-------- Entries supplied --------

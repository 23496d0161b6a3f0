use std::path::PathBuf;

use anyhow::{Context, Result};
use clap::Parser;
use hifitime::Duration;
use tracing::info;

use orrery::config::{ConfigLoader, OrreryConfig};
use orrery::constants::TITLE_REFRESH_SECONDS;
use orrery::frame_timer::fmt_dur;
use orrery::scene::Scene;

/// Headless driver for the orbit viewer core.
#[derive(Parser, Debug)]
#[command(author, version, about = "Keplerian orbit viewer core, headless run")]
struct CliOptions {
    /// Path to a TOML scene configuration. The built-in system is used when omitted.
    #[arg(long, value_name = "FILE")]
    config: Option<PathBuf>,

    /// Number of frames to simulate.
    #[arg(long, default_value_t = 600)]
    frames: u64,

    /// Real seconds per frame.
    #[arg(long, default_value_t = 1.0 / 60.0)]
    dt: f64,

    /// Override the configured time scale (simulation seconds per real second).
    #[arg(long)]
    time_scale: Option<f64>,

    /// Display configuration summary without running the simulation.
    #[arg(long)]
    dry_run: bool,
}

fn main() -> Result<()> {
    tracing_subscriber::fmt::init();
    let cli = CliOptions::parse();

    let mut config = match &cli.config {
        Some(path) => ConfigLoader::load_from_path(path)
            .with_context(|| format!("failed to load configuration {}", path.display()))?,
        None => OrreryConfig::default(),
    };
    apply_time_scale(&mut config, cli.time_scale)?;

    println!("Configuration summary:");
    for line in config.summary_lines() {
        println!("  - {line}");
    }

    let mut scene = Scene::from_config(&config).context("failed to build the scene")?;

    if cli.dry_run {
        println!("Dry-run requested; exiting without running simulation.");
        return Ok(());
    }

    let frame = Duration::from_seconds(cli.dt);
    let mut since_title = 0.0;
    for _ in 0..cli.frames {
        let t = scene.advance(frame);

        since_title += cli.dt;
        if since_title >= TITLE_REFRESH_SECONDS {
            since_title = 0.0;
            info!(t_sim = t, "{}", scene.status_line());
        }
        if scene.should_close() {
            break;
        }
    }

    let t = scene.clock().time();
    println!(
        "Simulated {:.1} s in {} frames (avg frame {})",
        t,
        scene.frame_timer().frames(),
        fmt_dur(scene.frame_timer().avg())
    );
    for (index, body) in scene.bodies().iter().enumerate() {
        if let Some(p) = scene.body_position(index, t) {
            println!(
                "  {:<16} ({:>9.4}, {:>9.4}, {:>9.4})",
                body.name, p.x, p.y, p.z
            );
        }
    }

    Ok(())
}

/// Replace the configured time scale with the command-line one, if any, and re-validate.
fn apply_time_scale(config: &mut OrreryConfig, time_scale: Option<f64>) -> Result<()> {
    if let Some(scale) = time_scale {
        config.simulation.time_scale = scale;
        config.validate().context("invalid --time-scale")?;
    }
    Ok(())
}
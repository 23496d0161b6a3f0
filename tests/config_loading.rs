use std::path::Path;

use orrery::config::{ConfigLoader, OrreryConfig};
use orrery::orrery_errors::OrreryError;
use orrery::scene::Scene;
use orrery::seed::default_bodies;

fn default_config_path() -> std::path::PathBuf {
    Path::new(env!("CARGO_MANIFEST_DIR")).join("config/default.toml")
}

#[test]
fn test_shipped_config_matches_seed() {
    let config = ConfigLoader::load_from_path(&default_config_path()).unwrap();
    assert_eq!(config.bodies().unwrap(), default_bodies());
    assert_eq!(config.simulation, OrreryConfig::default().simulation);
    assert_eq!(config.camera(), OrreryConfig::default().camera());
}

#[test]
fn test_scene_from_shipped_config() {
    let config = ConfigLoader::load_from_path(&default_config_path()).unwrap();
    let scene = Scene::from_config(&config).unwrap();
    assert_eq!(scene.bodies().len(), 6);
    assert_eq!(scene.viewport(), (1280, 720));
    assert_eq!(scene.orbit_paths().vertices.len(), 5 * 256);
}

#[test]
fn test_missing_file_is_io_error() {
    let err = ConfigLoader::load_from_path(Path::new("does/not/exist.toml"));
    assert!(matches!(err, Err(OrreryError::IoError(_))));
}

#[test]
fn test_custom_file_round_trip_through_disk() {
    let path = std::env::temp_dir().join(format!("orrery-config-{}.toml", std::process::id()));
    std::fs::write(
        &path,
        r#"
[simulation]
time_scale = 300.0
paused = true
path_samples = 8
period_hint = 4.0

[[bodies]]
name = "Star"
color = [1.0, 1.0, 1.0]
radius = 2.0

[[bodies]]
name = "Rock"
color = [0.5, 0.5, 0.5]
radius = 0.25
orbit = { semi_major_axis = 3.0, mean_angular_velocity = 0.0 }
"#,
    )
    .unwrap();

    let config = ConfigLoader::load_from_path(&path).unwrap();
    std::fs::remove_file(&path).unwrap();

    // a still orbit is drawable thanks to the period hint
    let scene = Scene::from_config(&config).unwrap();
    assert!(scene.clock().is_paused());
    assert_eq!(scene.clock().time_scale(), 300.0);
    assert_eq!(scene.orbit_paths().vertices.len(), 8);
    assert!(scene
        .orbit_paths()
        .vertices
        .iter()
        .all(|v| *v == [3.0, 0.0, 0.0]));
}
//! # Reference frames
//!
//! Rotations between the **perifocal frame** of an orbit (x toward periapsis, z along the
//! orbital angular momentum) and the **world frame** the central body is drawn in.
//!
//! The orientation of an orbit is given by three Euler angles applied as an intrinsic
//! z-x-z sequence:
//!
//! ```text
//! R = Rz(Ω) · Rx(i) · Rz(ω)
//! ```
//!
//! The rightmost rotation acts first on the perifocal vector: argument of periapsis ω,
//! then inclination i, then longitude of the ascending node Ω. The multiplication order
//! is what makes the orbit shapes match; any other composition draws different ellipses.

use nalgebra::{Rotation3, Vector3};

use crate::constants::Radian;

/// Coordinate axis of an elementary rotation.
#[derive(Debug, Clone, Copy, PartialEq, Eq)]
pub enum Axis {
    X,
    Y,
    Z,
}

/// Elementary rotation of `alpha` radians about a coordinate axis.
///
/// Arguments
/// ---------
/// * `alpha`: rotation angle in radians (counter-clockwise, right-handed).
/// * `axis`: the axis to rotate about.
///
/// Return
/// ------
/// * A proper rotation such that `rotmt(a, Axis::Z) * x̂ = (cos a, sin a, 0)`.
pub fn rotmt(alpha: Radian, axis: Axis) -> Rotation3<f64> {
    let axis = match axis {
        Axis::X => Vector3::x_axis(),
        Axis::Y => Vector3::y_axis(),
        Axis::Z => Vector3::z_axis(),
    };

    Rotation3::from_axis_angle(&axis, alpha)
}

/// Rotation from the perifocal frame of an orbit to the world frame.
///
/// Arguments
/// ---------
/// * `periapsis_argument`: ω, radians.
/// * `inclination`: i, radians.
/// * `ascending_node_longitude`: Ω, radians.
///
/// Return
/// ------
/// * `Rz(Ω) · Rx(i) · Rz(ω)`.
///
/// See also
/// --------
/// * [`rotmt`] – elementary rotations composed here.
/// * [`crate::kepler::position`] – applies this rotation to the perifocal point.
pub fn perifocal_to_world(
    periapsis_argument: Radian,
    inclination: Radian,
    ascending_node_longitude: Radian,
) -> Rotation3<f64> {
    let node = rotmt(ascending_node_longitude, Axis::Z);
    let incl = rotmt(inclination, Axis::X);
    let peri = rotmt(periapsis_argument, Axis::Z);

    node * incl * peri
}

--------

- **What to do**
Each record above must be restated in full, word for word.

- **Output of the exercise**
repository 23496d0161b6a3f0
use std::path::PathBuf;

use anyhow::{Context, Result};
use clap::Parser;
use hifitime::Duration;
use tracing::info;

use orrery::config::{ConfigLoader, OrreryConfig};
use orrery::constants::TITLE_REFRESH_SECONDS;
use orrery::frame_timer::fmt_dur;
use orrery::scene::Scene;

/// Headless driver for the orbit viewer core.
#[derive(Parser, Debug)]
#[command(author, version, about = "Keplerian orbit viewer core, headless run")]
struct CliOptions {
    /// Path to a TOML scene configuration. The built-in system is used when omitted.
    #[arg(long, value_name = "FILE")]
    config: Option<PathBuf>,

    /// Number of frames to simulate.
    #[arg(long, default_value_t = 600)]
    frames: u64,

    /// Real seconds per frame.
    #[arg(long, default_value_t = 1.0 / 60.0)]
    dt: f64,

    /// Override the configured time scale (simulation seconds per real second).
    #[arg(long)]
    time_scale: Option<f64>,

    /// Display configuration summary without running the simulation.
    #[arg(long)]
    dry_run: bool,
}

fn main() -> Result<()> {
    tracing_subscriber::fmt::init();
    let cli = CliOptions::parse();

    let mut config = match &cli.config {
        Some(path) => ConfigLoader::load_from_path(path)
            .with_context(|| format!("failed to load configuration {}", path.display()))?,
        None => OrreryConfig::default(),
    };
    apply_time_scale(&mut config, cli.time_scale)?;

    println!("Configuration summary:");
    for line in config.summary_lines() {
        println!("  - {line}");
    }

    let mut scene = Scene::from_config(&config).context("failed to build the scene")?;

    if cli.dry_run {
        println!("Dry-run requested; exiting without running simulation.");
        return Ok(());
    }

    let frame = Duration::from_seconds(cli.dt);
    let mut since_title = 0.0;
    for _ in 0..cli.frames {
        let t = scene.advance(frame);

        since_title += cli.dt;
        if since_title >= TITLE_REFRESH_SECONDS {
            since_title = 0.0;
            info!(t_sim = t, "{}", scene.status_line());
        }
        if scene.should_close() {
            break;
        }
    }

    let t = scene.clock().time();
    println!(
        "Simulated {:.1} s in {} frames (avg frame {})",
        t,
        scene.frame_timer().frames(),
        fmt_dur(scene.frame_timer().avg())
    );
    for (index, body) in scene.bodies().iter().enumerate() {
        if let Some(p) = scene.body_position(index, t) {
            println!(
                "  {:<16} ({:>9.4}, {:>9.4}, {:>9.4})",
                body.name, p.x, p.y, p.z
            );
        }
    }

    Ok(())
}

/// Replace the configured time scale with the command-line one, if any, and re-validate.
fn apply_time_scale(config: &mut OrreryConfig, time_scale: Option<f64>) -> Result<()> {
    if let Some(scale) = time_scale {
        config.simulation.time_scale = scale;
        config.validate().context("invalid --time-scale")?;
    }
    Ok(())
}
repository 23496d0161b6a3f0
filename tests/config_loading.rs
use std::path::Path;

use orrery::config::{ConfigLoader, OrreryConfig};
use orrery::orrery_errors::OrreryError;
use orrery::scene::Scene;
use orrery::seed::default_bodies;

fn default_config_path() -> std::path::PathBuf {
    Path::new(env!("CARGO_MANIFEST_DIR")).join("config/default.toml")
}

#[test]
fn test_shipped_config_matches_seed() {
    let config = ConfigLoader::load_from_path(&default_config_path()).unwrap();
    assert_eq!(config.bodies().unwrap(), default_bodies());
    assert_eq!(config.simulation, OrreryConfig::default().simulation);
    assert_eq!(config.camera(), OrreryConfig::default().camera());
}

#[test]
fn test_scene_from_shipped_config() {
    let config = ConfigLoader::load_from_path(&default_config_path()).unwrap();
    let scene = Scene::from_config(&config).unwrap();
    assert_eq!(scene.bodies().len(), 6);
    assert_eq!(scene.viewport(), (1280, 720));
    assert_eq!(scene.orbit_paths().vertices.len(), 5 * 256);
}

#[test]
fn test_missing_file_is_io_error() {
    let err = ConfigLoader::load_from_path(Path::new("does/not/exist.toml"));
    assert!(matches!(err, Err(OrreryError::IoError(_))));
}

#[test]
fn test_custom_file_round_trip_through_disk() {
    let path = std::env::temp_dir().join(format!("orrery-config-{}.toml", std::process::id()));
    std::fs::write(
        &path,
        r#"
[simulation]
time_scale = 300.0
paused = true
path_samples = 8
period_hint = 4.0

[[bodies]]
name = "Star"
color = [1.0, 1.0, 1.0]
radius = 2.0

[[bodies]]
name = "Rock"
color = [0.5, 0.5, 0.5]
radius = 0.25
orbit = { semi_major_axis = 3.0, mean_angular_velocity = 0.0 }
"#,
    )
    .unwrap();

    let config = ConfigLoader::load_from_path(&path).unwrap();
    std::fs::remove_file(&path).unwrap();

    // a still orbit is drawable thanks to the period hint
    let scene = Scene::from_config(&config).unwrap();
    assert!(scene.clock().is_paused());
    assert_eq!(scene.clock().time_scale(), 300.0);
    assert_eq!(scene.orbit_paths().vertices.len(), 8);
    assert!(scene
        .orbit_paths()
        .vertices
        .iter()
        .all(|v| *v == [3.0, 0.0, 0.0]));
}
//! # Reference frames
//!
//! Rotations between the **perifocal frame** of an orbit (x toward periapsis, z along the
//! orbital angular momentum) and the **world frame** the central body is drawn in.
//!
//! The orientation of an orbit is given by three Euler angles applied as an intrinsic
//! z-x-z sequence:
//!
//! ```text
//! R = Rz(Ω) · Rx(i) · Rz(ω)
//! ```
//!
//! The rightmost rotation acts first on the perifocal vector: argument of periapsis ω,
//! then inclination i, then longitude of the ascending node Ω. The multiplication order
//! is what makes the orbit shapes match; any other composition draws different ellipses.

use nalgebra::{Rotation3, Vector3};

use crate::constants::Radian;

/// Coordinate axis of an elementary rotation.
#[derive(Debug, Clone, Copy, PartialEq, Eq)]
pub enum Axis {
    X,
    Y,
    Z,
}

/// Elementary rotation of `alpha` radians about a coordinate axis.
///
/// Arguments
/// ---------
/// * `alpha`: rotation angle in radians (counter-clockwise, right-handed).
/// * `axis`: the axis to rotate about.
///
/// Return
/// ------
/// * A proper rotation such that `rotmt(a, Axis::Z) * x̂ = (cos a, sin a, 0)`.
pub fn rotmt(alpha: Radian, axis: Axis) -> Rotation3<f64> {
    let axis = match axis {
        Axis::X => Vector3::x_axis(),
        Axis::Y => Vector3::y_axis(),
        Axis::Z => Vector3::z_axis(),
    };

    Rotation3::from_axis_angle(&axis, alpha)
}

/// Rotation from the perifocal frame of an orbit to the world frame.
///
/// Arguments
/// ---------
/// * `periapsis_argument`: ω, radians.
/// * `inclination`: i, radians.
/// * `ascending_node_longitude`: Ω, radians.
///
/// Return
/// ------
/// * `Rz(Ω) · Rx(i) · Rz(ω)`.
///
/// See also
/// --------
/// * [`rotmt`] – elementary rotations composed here.
/// * [`crate::kepler::position`] – applies this rotation to the perifocal point.
pub fn perifocal_to_world(
    periapsis_argument: Radian,
    inclination: Radian,
    ascending_node_longitude: Radian,
) -> Rotation3<f64> {
    let node = rotmt(ascending_node_longitude, Axis::Z);
    let incl = rotmt(inclination, Axis::X);
    let peri = rotmt(periapsis_argument, Axis::Z);

    node * incl * peri
}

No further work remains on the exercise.